FAO mencanangkan konsep ketahanan pangan dunia demi untuk
menyelamatkan 850 juta orang di dunia yang hidup dalam situasi kelaparan. Tetapi
setelah 13 tahun berlalu ternyata masih banyak yang kelaparan sehingga konsep
ini dianggap gagal karena tidak memenuhi kemajuan. Bhkan pada 2008, FAO sendiri
yang merilis jumlah angka kelaparan makin membengkak menjadi 925 juta orang.
Konsep ketahanan pangan FAO yang gagal disebabkan adanya
kebijakan yang salah, terlalu menekankan kapada kecukupan pangan tanpa
memperhatikan dari mana pangan itu didapatkan dan bagaimana cara
memproduksinya.
Konsep FAO inilah yang diartikan oleh negara lain utamanya
negara dunia ketiga, ketahanan pangan dengan cara mengimpor sebanyak-banyaknya
pangan demi kebutuhan ketahanan pangan. Pada dasarnya konsep FAO ini hanya
menuruti keinginan World Bank, IMF (International Monetary Fund/Dana Moneter
Internasional), dan WTO (World Trade Organization/ Organisasi Perdagangan
Dunia), di mana pasokam pangan hanya mengandalkan mekanisme perdagangan global.
Padahal kita tahu denyut nadinya pasar global hanya dikuasai
segelintir perusahaan transnasional dan perusahaan agribisnis besar di mana
lahan-lahan pertanian dikuasai untuk ditanami komoditi pangan dan perkebunan yang
bernilai ekspor tinggi. Akibatnya, pertanian keluarga yang dikelola petani
semakin tersingkir. Di depan mata kita, di Indonesia banyak petani kehilangan
tanah dan sawah mereka serta kehidupannya akibat ekspansi perusahaan-perusahaan
agribisnis besar. Mereka para petani terjerembab ke dalam kemiskinan yang berkelanjutan.

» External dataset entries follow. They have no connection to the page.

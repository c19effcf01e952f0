//! Finalize step: `series_summarized → completed`.
//!
//! The completion gate re-checks everything a `completed` document
//! promises: non-empty text, an assigned type, a generic extraction,
//! and, when the document belongs to a series with an active prompt,
//! a series extraction produced by exactly that prompt. A document whose
//! series prompt evolved mid-flight simply waits here until the
//! regeneration sweep catches it up.

use tracing::{debug, info};

use crate::db::DocumentRecord;
use crate::pipeline::{PipelineContext, StepError};
use crate::types::DocumentStatus;

/// Run the finalize step for one document.
///
/// # Errors
///
/// Returns a [`StepError`] kind for the orchestrator's retry accounting.
pub async fn run(ctx: &PipelineContext, doc: &DocumentRecord) -> Result<(), StepError> {
    if doc
        .extracted_text
        .as_deref()
        .map(str::trim)
        .unwrap_or("")
        .is_empty()
    {
        return Err(StepError::Fatal("completion without extracted text".to_owned()));
    }
    if doc.document_type.is_none() {
        return Err(StepError::Fatal("completion without document type".to_owned()));
    }
    if doc.structured_data_generic.is_none() {
        return Err(StepError::Fatal("completion without generic extraction".to_owned()));
    }

    if let Some(series) = ctx.db.series_for_document(&doc.id).await? {
        if let Some(active) = series.active_prompt_id {
            let current = doc.series_prompt_id == Some(active)
                && doc
                    .structured_data
                    .as_deref()
                    .map(|d| !d.trim().is_empty())
                    .unwrap_or(false);
            if !current {
                debug!(
                    document_id = %doc.id,
                    series_id = series.id,
                    "series extraction behind active prompt, deferring completion"
                );
                return Err(StepError::Transient(
                    "series extraction behind active prompt".to_owned(),
                ));
            }
        }
    }

    if ctx.cancelled() {
        return Err(StepError::Cancelled);
    }

    let moved = ctx
        .db
        .transition_document(
            &doc.id,
            &[DocumentStatus::SeriesSummarized],
            DocumentStatus::Completed,
            &ctx.user_id,
        )
        .await?;
    if !moved {
        return Err(StepError::StateConflict);
    }

    info!(document_id = %doc.id, "completed");
    Ok(())
}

Itulah sebab-sebab munculnya La Via Campesina.
Sebuah gerakan petani kecil internasional serta bersama sama
dengan ratusan organisasi tani lain yang anggotanya berada di berbagai belaham
bumi. La Via Campesina merupakan gerakan antitesa dari kegagalan konsep
ketahanan pangan FAO.
Inti dari gerakan ini dimulai mengerjakan sebuah praktek
pertanian yang lebih adil, baik itu untuk konsumen maupun untuk petani sebagai
produsen pangan. Inilah yang kemudian disebut konsep kedaulatan pangan. Organisasi ini menyatakan kedaulatan pangan sebagai
hak seluruh rakyat, bangsa, dan negaranya untuk menentukan kebijakan pertanian
dan panganmya sendiri tanpa campur tangan negara lain.

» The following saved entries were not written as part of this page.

//! Structured logging setup using `tracing-subscriber` and `tracing-appender`.
//!
//! Two modes:
//! - **Processor** ([`init_processor`]): JSON file layer (daily rotation) + console layer
//! - **CLI** ([`init_cli`]): console-only for one-shot subcommands
//!
//! In-process logs are separate from the append-only `events` table,
//! which is the queryable audit record.

use std::path::Path;

use tracing_appender::non_blocking::WorkerGuard;
use tracing_subscriber::layer::SubscriberExt;
use tracing_subscriber::util::SubscriberInitExt;
use tracing_subscriber::EnvFilter;

/// Holds the non-blocking writer guard for file logging.
///
/// The [`WorkerGuard`] must be kept alive for the duration of the process.
/// Dropping it flushes pending log entries and closes the file.
pub struct LoggingGuard {
    _guard: WorkerGuard,
}

/// Initialise logging for the `start-processor` subcommand.
///
/// Writes JSON logs to `{logs_dir}/shoebox.log.YYYY-MM-DD` with daily
/// rotation. Also emits human-readable output to stderr controlled by the
/// `RUST_LOG` environment variable (default: `info`).
///
/// Returns a [`LoggingGuard`] that must be kept alive for log flushing.
///
/// # Errors
///
/// Returns an error if the logs directory cannot be created.
pub fn init_processor(logs_dir: &Path) -> anyhow::Result<LoggingGuard> {
    std::fs::create_dir_all(logs_dir).map_err(|e| {
        anyhow::anyhow!(
            "failed to create logs directory {}: {e}",
            logs_dir.display()
        )
    })?;

    let file_appender = tracing_appender::rolling::daily(logs_dir, "shoebox.log");
    let (non_blocking, guard) = tracing_appender::non_blocking(file_appender);

    let env_filter = EnvFilter::try_from_default_env().unwrap_or_else(|_| EnvFilter::new("info"));

    let json_layer = tracing_subscriber::fmt::layer()
        .json()
        .with_writer(non_blocking);

    let console_layer = tracing_subscriber::fmt::layer().with_writer(std::io::stderr);

    tracing_subscriber::registry()
        .with(env_filter)
        .with(json_layer)
        .with(console_layer)
        .init();

    Ok(LoggingGuard { _guard: guard })
}

/// Initialise minimal logging for one-shot subcommands (CLI mode).
///
/// Emits human-readable output to stderr only. No file rotation.
/// Controlled by `RUST_LOG` (default: `warn` so query output stays clean).
pub fn init_cli() {
    let env_filter = EnvFilter::try_from_default_env().unwrap_or_else(|_| EnvFilter::new("warn"));

    tracing_subscriber::fmt()
        .with_env_filter(env_filter)
        .with_writer(std::io::stderr)
        .init();
}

Jadi mekanisme konsep La Via Campesina berbanding terbalik dengan
konsep ketahanan pangan FAO?
Di beberapa tempat diskusi ada yang sempat mengatakan untuk
sampai pada kedaulatan pangan tak akan mungkin tercapai jika negara belum berhasil
membangun perindustriannya. Penulis malah sebaliknya mengatakan kesulitan
petani bukan pada seberapa banyak perindustrian tapi seberapa besar keinginan
politik dari pemimpinnya membela para petani.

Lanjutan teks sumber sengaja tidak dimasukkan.